GA: AI, I would certainly call it part of computing or computer science, obviously today it's all over the popular media and you have middle schoolers interacting with Chat GPT. Data science is a term that includes computing, statistics and mathematics, and again the boundaries are honestly quite fuzzy, in my opinion – if I am doing clustering, a statistician will claim that the first clustering algorithms came out of a 1940's statistics department. But the bottom line is we understand these modern tool boxes can really benefit a lot of people. And obviously there will be more core professionals in these skills that will get their full preparation and go on to have careers or do research, but these tool boxes are widely applicable to other areas. And I am excited that UGA is taking a broad approach to computing and cross-disciplinary computer science and is making that part of its mission.
AF: AI definitely has a very tight hold on the public imagination.

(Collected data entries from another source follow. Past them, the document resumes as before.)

// Argument builder - DownloadRequest -> yt-dlp argv
//
// Pure and deterministic: the same request always yields the same vector,
// which is also what gets echoed to the debug log.

use super::format_selector::{upgrade_selector, QualityCatalog};
use super::models::{ContentKind, DownloadRequest, SubtitleOptions};

/// Whole-job and per-fragment retry bound
pub const STABILITY_RETRIES: u32 = 3;

/// Codec yt-dlp converts extracted audio to
pub const AUDIO_CODEC: &str = "mp3";

pub struct ArgumentBuilder;

impl ArgumentBuilder {
    /// Full argument vector, URL last
    pub fn build(req: &DownloadRequest) -> Vec<String> {
        let mut args = match req.content_kind() {
            ContentKind::Audio => Self::audio_args(req),
            ContentKind::Video => Self::video_args(req),
        };

        args.extend(Self::stability_args());
        args.push(req.source_url().to_string());
        args
    }

    /// `<folder>/<name>.%(ext)s`; yt-dlp picks the extension
    pub fn output_template(req: &DownloadRequest) -> String {
        req.destination_folder()
            .join(format!("{}.%(ext)s", req.output_base_name()))
            .to_string_lossy()
            .to_string()
    }

    fn audio_args(req: &DownloadRequest) -> Vec<String> {
        let mut args = vec![
            "-x".to_string(),
            "--audio-format".to_string(),
            AUDIO_CODEC.to_string(),
            "--audio-quality".to_string(),
            format!("{}K", req.audio_bitrate_kbps()),
            "-o".to_string(),
            Self::output_template(req),
        ];
        args.extend(Self::ffmpeg_args(req));
        args
    }

    fn video_args(req: &DownloadRequest) -> Vec<String> {
        let selector = req
            .quality()
            .map(|q| q.selector)
            .unwrap_or_else(|| QualityCatalog::default_profile().selector);

        let mut args = vec![
            "-f".to_string(),
            upgrade_selector(selector).to_string(),
            "-o".to_string(),
            Self::output_template(req),
            "--no-warnings".to_string(),
            "--console-title".to_string(),
        ];
        args.extend(Self::ffmpeg_args(req));
        args.extend(Self::subtitle_args(req.subtitles()));
        args
    }

    /// Subtitle flag group. Empty when disabled; otherwise exactly one of
    /// `--all-subs` or `--sub-langs`.
    pub fn subtitle_args(options: &SubtitleOptions) -> Vec<String> {
        if !options.enabled {
            return Vec::new();
        }

        let mut args = vec![
            "--write-subs".to_string(),
            "--sub-format".to_string(),
            options.format.as_str().to_string(),
        ];

        if options.download_all {
            args.push("--all-subs".to_string());
        } else {
            args.push("--sub-langs".to_string());
            args.push(options.languages().join(","));
        }

        args
    }

    fn ffmpeg_args(req: &DownloadRequest) -> Vec<String> {
        match req.ffmpeg_location() {
            Some(dir) => vec![
                "--ffmpeg-location".to_string(),
                dir.to_string_lossy().to_string(),
            ],
            None => Vec::new(),
        }
    }

    fn stability_args() -> Vec<String> {
        vec![
            "--retries".to_string(),
            STABILITY_RETRIES.to_string(),
            "--fragment-retries".to_string(),
            STABILITY_RETRIES.to_string(),
        ]
    }
}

GA: If you go back, and I have cited it in many grant proposals, traditionally in science there are two ways of doing things: theory and experimentation. About 70 years ago, they started talking about a third pillar of science – computation, which is basically using a computer to solve equations and model a phenomenon. And over the last 30 years, data driven methods have emerged to enhance that dynamic: rather than simulated experiments, we look to all the data to help guide us and find things. And with AI being applied, these data driven methods becoming more advanced and more readily available. Modern AI represents less of a new tool than a lot of data meeting a lot of computation. And now all of a sudden, things are being made feasible that people in the very early days of AI in the 1950s and 60s said would be possible. We can bring a lot of data together, store it, and apply extraordinary computing power to it, all of which make the modern AI models work.
AF: What do you see as opportunities to collaborate with industry and the private sector?
GA: Atlanta is a growing tech hub nationally, with more and more major companies having a footprint in Atlanta, plus the companies headquartered there. The number of potential employers you have with a computer science degree today is very large. Delta Airlines apparently recruits a lot of our students, as computing skills have become so fundamental to operating an airline. I think the possibilities for collaboration are tremendous and I look forward to connecting with more companies and seeing how we can partner.
In addition, we just started a capstone elective for students in 2023. Capstone projects are quite common in engineering and present the opportunity for very interesting interactions with industry. For our capstone elective, an industry partner will sponsor a project for our students to work on. It's a chance for our students to simulate a real-world scenario where they are using their technical skills acquired in three years during their fourth year working to solve a client problem.
AF: Computing is one of the dynamic drivers for unleashing potential on campus for innovative instruction and research collaboration. Like technology itself, it sometimes happens faster than we were ready for but the capability is there.
GA: If you watch the film Apollo 13, they have this control room with this red telephone. But who was sitting on the first row? A bunch of MIT engineers each with a slide rule. When they had to change certain things on the flight mission, they would give the parameters and ask for calculations and two or three people would do the calculations right there with a note pad and a slide rule. Can you imagine things being controlled in that fashion today? It's only 52 years ago.